This show goes behind the scenes for the tools, techniques, and difficulties associated with the discipline of data engineering. Databases, workflows, automation, and data manipulation are just some of the topics that you will find here.
The Importance Of Data Contracts As The Interface For Data Integration With Abhi Sivasailam
Data platforms are exemplified by a complex set of connections that are subject to a set of constantly evolving requirements. In order to make this a tractable problem it is necessary to define boundaries for communication between concerns, which brings with it the need to establish interface contracts for communicating across those boundaries. The recent move toward the data mesh as a formalized architecture that builds on this design provides the language that data teams need to make this a more organized effort. In this episode Abhi Sivasailam shares his experience designing and implementing a data mesh solution with his team at Flexport, and the importance of defining and enforcing data contracts that are implemented at those domain boundaries.
Building And Managing Data Teams And Data Platforms In Large Organizations With Ashish Mrig
Data engineering is a relatively young and rapidly expanding field, with practitioners having a wide array of experiences as they navigate their careers. Ashish Mrig currently leads the data analytics platform for Wayfair, as well as running a local data engineering meetup. In this episode he shares his career journey, the challenges related to management of data professionals, and the platform design that he and his team have built to power analytics at a large company. He also provides some excellent insights into the factors that play into the build vs. buy decision at different organizational sizes.
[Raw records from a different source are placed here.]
//! VSTS Projects
//!
//! Projects are top-level and are created through a separate legacy
//! endpoint with its own payload shape. Creation is asynchronous, and the
//! API offers no way to change a project after it exists.

use crate::resource::{invalid_spec, require_identity, segment, Lookup, Resource, ResourceSet};
use crate::vsts::error::Result;
use serde::{Deserialize, Serialize};
use serde_json::{json, Map, Value};
use std::fmt;
use std::str::FromStr;

/// Process template id of the Agile template
pub const AGILE_TEMPLATE: &str = "adcc42ab-9882-485e-a3ed-7678f01f66bc";
pub const DEFAULT_SOURCE: &str = "NewProjectCreation";

/// Project as returned by `_apis/projects`
#[derive(Debug, Clone, Default, PartialEq, Serialize, Deserialize)]
#[serde(rename_all = "camelCase", default)]
pub struct Project {
    pub id: String,
    pub name: String,
    #[serde(skip_serializing_if = "Option::is_none")]
    pub description: Option<String>,
    pub url: String,
    pub state: String,
    pub revision: u64,
    pub visibility: String,
}

pub type ProjectSet = ResourceSet<Project>;

/// Desired state of a project
#[derive(Debug, Clone, PartialEq, Serialize, Deserialize)]
pub struct ProjectSpec {
    pub name: String,
    #[serde(default)]
    pub description: Option<String>,
    /// Process template type id
    #[serde(rename = "type")]
    pub process_template: String,
    #[serde(default = "default_source")]
    pub source: String,
    /// e.g. `{"VersionControlOption":"Git","ProjectVisibilityOption":null}`
    pub data: String,
}

fn default_source() -> String {
    DEFAULT_SOURCE.to_string()
}

impl ProjectSpec {
    pub fn new(name: &str, process_template: &str, data: &str) -> Self {
        Self {
            name: name.to_string(),
            description: None,
            process_template: process_template.to_string(),
            source: default_source(),
            data: data.to_string(),
        }
    }
}

#[derive(Debug, Clone, Copy, PartialEq, Eq)]
pub enum ProjectField {
    Name,
    Description,
    Type,
    Source,
    Data,
}

impl fmt::Display for ProjectField {
    fn fmt(&self, f: &mut fmt::Formatter<'_>) -> fmt::Result {
        f.write_str(match self {
            ProjectField::Name => "name",
            ProjectField::Description => "description",
            ProjectField::Type => "type",
            ProjectField::Source => "source",
            ProjectField::Data => "data",
        })
    }
}

impl FromStr for ProjectField {
    type Err = String;

    fn from_str(s: &str) -> Result<Self, Self::Err> {
        match s {
            "name" => Ok(ProjectField::Name),
            "description" => Ok(ProjectField::Description),
            "type" => Ok(ProjectField::Type),
            "source" => Ok(ProjectField::Source),
            "data" => Ok(ProjectField::Data),
            other => Err(format!("unknown project field: {}", other)),
        }
    }
}

impl Resource for Project {
    const KIND: &'static str = "project";
    const LOOKUP: Lookup = Lookup::Indirect;
    const SETTLES: bool = true;

    type Spec = ProjectSpec;
    type Field = ProjectField;

    fn spec_name(spec: &ProjectSpec) -> &str {
        &spec.name
    }

    fn parent(_spec: &ProjectSpec) -> Option<&str> {
        None
    }

    fn validate(spec: &ProjectSpec) -> Result<()> {
        require_identity::<Self>(spec)?;
        if spec.process_template.trim().is_empty() {
            return Err(invalid_spec::<Self>("type must not be empty"));
        }
        if spec.data.trim().is_empty() {
            return Err(invalid_spec::<Self>("data must not be empty"));
        }
        Ok(())
    }

    fn collection_path(_parent: Option<&str>) -> String {
        "_apis/projects".to_string()
    }

    fn item_path(_parent: Option<&str>, id: &str) -> String {
        format!("_apis/projects/{}", segment(id))
    }

    fn create_path(_parent: Option<&str>) -> String {
        "_api/_project/CreateProject".to_string()
    }

    /// The creation endpoint uses different field names than reads
    fn create_payload(spec: &ProjectSpec) -> Value {
        let mut payload = Map::new();
        payload.insert("projectName".into(), json!(spec.name));
        if let Some(description) = spec.description.as_deref().filter(|d| !d.is_empty()) {
            payload.insert("projectDescription".into(), json!(description));
        }
        payload.insert("processTemplateTypeId".into(), json!(spec.process_template));
        if !spec.source.is_empty() {
            payload.insert("source".into(), json!(spec.source));
        }
        payload.insert("projectData".into(), json!(spec.data));
        Value::Object(payload)
    }

    // No project field has an update endpoint
    fn is_writable(_field: ProjectField) -> bool {
        false
    }

    fn update_payload(spec: &ProjectSpec) -> Value {
        json!({ "name": spec.name })
    }

    fn id(&self) -> &str {
        &self.id
    }

    fn name(&self) -> &str {
        &self.name
    }
}
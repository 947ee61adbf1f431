use crate::alert::Alert;
use crate::analyzers::types::DayCount;
use crate::analyzers::utility::{civil_date, date_range, day_label};
use chrono::NaiveDate;
use chrono_tz::Tz;
use std::collections::BTreeMap;

/// Counts alerts per civil day of `last_seen_time`, filling every day between
/// the first and last observed day with zeros.
///
/// `trailing_days` keeps only the most recent N calendar days of the filled
/// series; `Some(0)` keeps all of it, like `None`. Returns `None` when there
/// are no alerts.
pub fn daily_counts(alerts: &[Alert], tz: Tz, trailing_days: Option<usize>) -> Option<Vec<DayCount>> {
    let per_day = alerts
        .iter()
        .fold(BTreeMap::<NaiveDate, usize>::new(), |mut acc, alert| {
            *acc.entry(civil_date(alert.last_seen_time, tz)).or_default() += 1;
            acc
        });

    let first = *per_day.keys().next()?;
    let last = *per_day.keys().next_back()?;

    let mut series: Vec<DayCount> = date_range(first, last)
        .map(|date| DayCount {
            date,
            label: day_label(date),
            count: per_day.get(&date).copied().unwrap_or(0),
        })
        .collect();

    if let Some(days) = trailing_days.filter(|&days| days > 0) {
        let skip = series.len().saturating_sub(days);
        series.drain(..skip);
    }

    Some(series)
}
Automated Data Quality Management Through Machine Learning With Anomalo
Data quality control is a requirement for being able to trust the various reports and machine learning models that are relying on the information that you curate. Rules based systems are useful for validating known requirements, but with the scale and complexity of data in modern organizations it is impractical, and often impossible, to manually create rules for all potential errors. The team at Anomalo are building a machine learning powered platform for identifying and alerting on anomalous and invalid changes in your data so that you aren't flying blind. In this episode founders Elliot Shmukler and Jeremy Stanley explain how they have architected the system to work with your data warehouse and let you know about the critical issues hiding in your data without overwhelming you with alerts.
An Introduction To Data And Analytics Engineering For Non-Programmers
Applications of data have grown well beyond the venerable business intelligence dashboards that organizations have relied on for decades. Now it is being used to power consumer facing services, influence organizational behaviors, and build sophisticated machine learning systems. Given this increased level of importance it has become necessary for everyone in the business to treat data as a product in the same way that software applications have driven the early 2000s. In this episode Brian McMillan shares his work on the book "Building Data Products" and how he is working to educate business users and data professionals about the combination of technical, economical, and business considerations that need to be blended for these projects to succeed.
Open Source Reverse ETL For Everyone With Grouparoo
Reverse ETL is a product category that evolved from the landscape of customer data platforms with a number of companies offering their own implementation of it. While struggling with the work of automating data integration workflows with marketing, sales, and support tools Brian Leonard accidentally discovered this need himself and turned it into the open source framework Grouparoo. In this episode he explains why he decided to turn these efforts into an open core business, how the platform is implemented, and the benefits of having an open source contender in the landscape of operational analytics products.
Data Observability Out Of The Box With Metaplane
Data observability is a set of technical and organizational capabilities related to understanding how your data is being processed and used so that you can proactively identify and fix errors in your workflows. In this episode Metaplane founder Kevin Hu shares his working definition of the term and explains the work that he and his team are doing to cut down on the time to adoption for this new set of practices. He discusses the factors that influenced his decision to start with the data warehouse, the potential shortcomings of that approach, and where he plans to go from there. This is a great exploration of what it means to treat your data platform as a living system and apply state of the art engineering to it.